The Bank of England has voted 6-2 to kept interest rates on hold at 0.25 per cent. Its accompanying quarterly Inflation Report downgraded the forecast for UK economic growth from 1.9 per cent to 1.7 per cent in 2017, due to weak GDP growth in the first half of this year.
Following the bank’s announcement, sterling dropped almost 1 per cent against the US dollar to $1.31. The Inflation Report points out that sterling has remained around 15–20 per cent below its November 2015 peak since the EU referendum.
Wage growth was also revised down by the bank. It is now expecting wages to contract this year by 0.5 per cent on an inflation-adjusted basis.
The weakness of the pound since the Brexit vote has helped to propel the FTSE 100 to its highest levels, and today’s move sent the index to its highest level since 26th July.
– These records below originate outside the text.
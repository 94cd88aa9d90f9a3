//! Player components and systems (camera, movement, jump/dash/ground state).
//!
//! The module provides the `Player` component and convenience re-exports for
//! the player-related systems.
//!
//! # Example:
//!
//! ```ignore
//! // spawn the player body
//! commands.spawn((
//!     PbrBundle::default(),
//!     Player::default(),
//!     RigidBody::default().upright(),
//!     Collider::cuboid(1.0, 2.0, 1.0),
//!     Tag::player(),
//! ));
//! // register systems
//! app.add_systems(Update, (player_jump, player_dash, player_move).chain());
//! ```
pub mod camera;
pub mod movement;
pub mod physics;

use crate::error::ConfigError;
use crate::physics::{PhysicsBody, RigidBody};
use bevy::app::AppExit;
use bevy::prelude::*;

pub use camera::*;
pub use movement::*;
pub use physics::*;

/// One ground jump plus one mid-air jump.
pub const MAX_JUMPS: u8 = 2;

/// Contact state derived from ground collision notifications.
#[derive(Debug, Clone, Copy, PartialEq, Eq)]
pub enum ContactState {
    Grounded,
    Airborne,
}

/// Component tracking controller state. Velocity lives on the physics body.
#[derive(Component, Debug, Default)]
pub struct Player {
    /// Whether the player is currently touching a `"Ground"` collider.
    pub grounded: bool,
    /// Jumps spent since the last landing, `0..=MAX_JUMPS`.
    pub jump_count: u8,
    /// Running dash cooldown; `None` means dash is available.
    pub dash_cooldown: Option<Timer>,
}

impl Player {
    #[must_use]
    pub fn state(&self) -> ContactState {
        if self.grounded { ContactState::Grounded } else { ContactState::Airborne }
    }

    #[must_use]
    pub fn can_dash(&self) -> bool {
        self.dash_cooldown.is_none()
    }

    /// Seconds until dash is available again (zero when ready).
    #[must_use]
    pub fn dash_cooldown_remaining(&self) -> f32 {
        self.dash_cooldown.as_ref().map_or(0.0, Timer::remaining_secs)
    }
}

/// Check the scene holds a player with a physics body, then lock every
/// player body upright.
///
/// # Errors
/// `ConfigError::MissingCollaborator` when no player exists or a player has no body.
#[allow(clippy::needless_pass_by_value)]
pub fn verify_player(
    mut bodies: Query<&mut RigidBody, With<Player>>,
    players: Query<(), With<Player>>,
    bodiless: Query<(), (With<Player>, Without<RigidBody>)>,
) -> Result<(), ConfigError> {
    if players.is_empty() {
        return Err(ConfigError::MissingCollaborator("player entity"));
    }
    if !bodiless.is_empty() {
        return Err(ConfigError::MissingCollaborator("player rigid body"));
    }
    for mut body in &mut bodies {
        body.lock_upright();
    }
    Ok(())
}

/// Pipe target: log a startup wiring error and shut the app down.
pub fn exit_on_config_error(In(result): In<Result<(), ConfigError>>, mut exit: EventWriter<AppExit>) {
    if let Err(e) = result {
        error!("{e}");
        exit.send(AppExit::error());
    }
}

#[cfg(test)]
mod tests {
    use super::*;

    fn verify_app() -> App {
        let mut app = App::new();
        app.add_event::<AppExit>()
            .add_systems(Update, verify_player.pipe(exit_on_config_error));
        app
    }

    fn exited_with_error(app: &mut App) -> bool {
        app.world_mut().resource_mut::<Events<AppExit>>().drain().any(|e| e.is_error())
    }

    #[test]
    fn fresh_player_is_airborne_with_dash_ready() {
        let p = Player::default();
        assert_eq!(p.state(), ContactState::Airborne);
        assert_eq!(p.jump_count, 0);
        assert!(p.can_dash());
        assert_eq!(p.dash_cooldown_remaining(), 0.0);
    }

    #[test]
    fn missing_player_fails_fast() {
        let mut app = verify_app();
        app.update();
        assert!(exited_with_error(&mut app));
    }

    #[test]
    fn player_without_body_fails_fast() {
        let mut app = verify_app();
        app.world_mut().spawn(Player::default());
        app.update();
        assert!(exited_with_error(&mut app));
    }

    #[test]
    fn wired_player_passes() {
        let mut app = verify_app();
        let p = app.world_mut().spawn((Player::default(), RigidBody::default())).id();
        app.update();
        assert!(!exited_with_error(&mut app));
        assert!(app.world().get::<RigidBody>(p).unwrap().is_upright_locked());
    }
}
But it seems sterling is set to stay weak for longer, given ongoing concerns around Brexit combined with questions about wage growth – while inflation is rising and wages stagnate.
Jeremy Roberts, head of UK retail at BlackRock, says: ‘Tomorrow marks the one-year anniversary of UK interest rates being cut to a record low of 0.25 per cent, and one year on we appear to be no closer to seeing an increase in the base rate.’
He points out that savers have not only seen little to zero gains on their cash, but also an uptick in inflation, which hit a four-year high of 2.9 per cent in May and is expected to peak to 3 per cent in October.
Martin Palmer, head of corporate market management at Zurich, comments: ‘Despite edging closer towards a rate hike at end of the year, the sidestep today means a continuation of the record lows that have driven borrowing and supported mortgage repayments.
‘On the flip side, it means less return on savings at a time when inflation has been on an upward trend, so while some people may be starting to build up cash reserves, these will lose more and more value in real terms as time goes on.’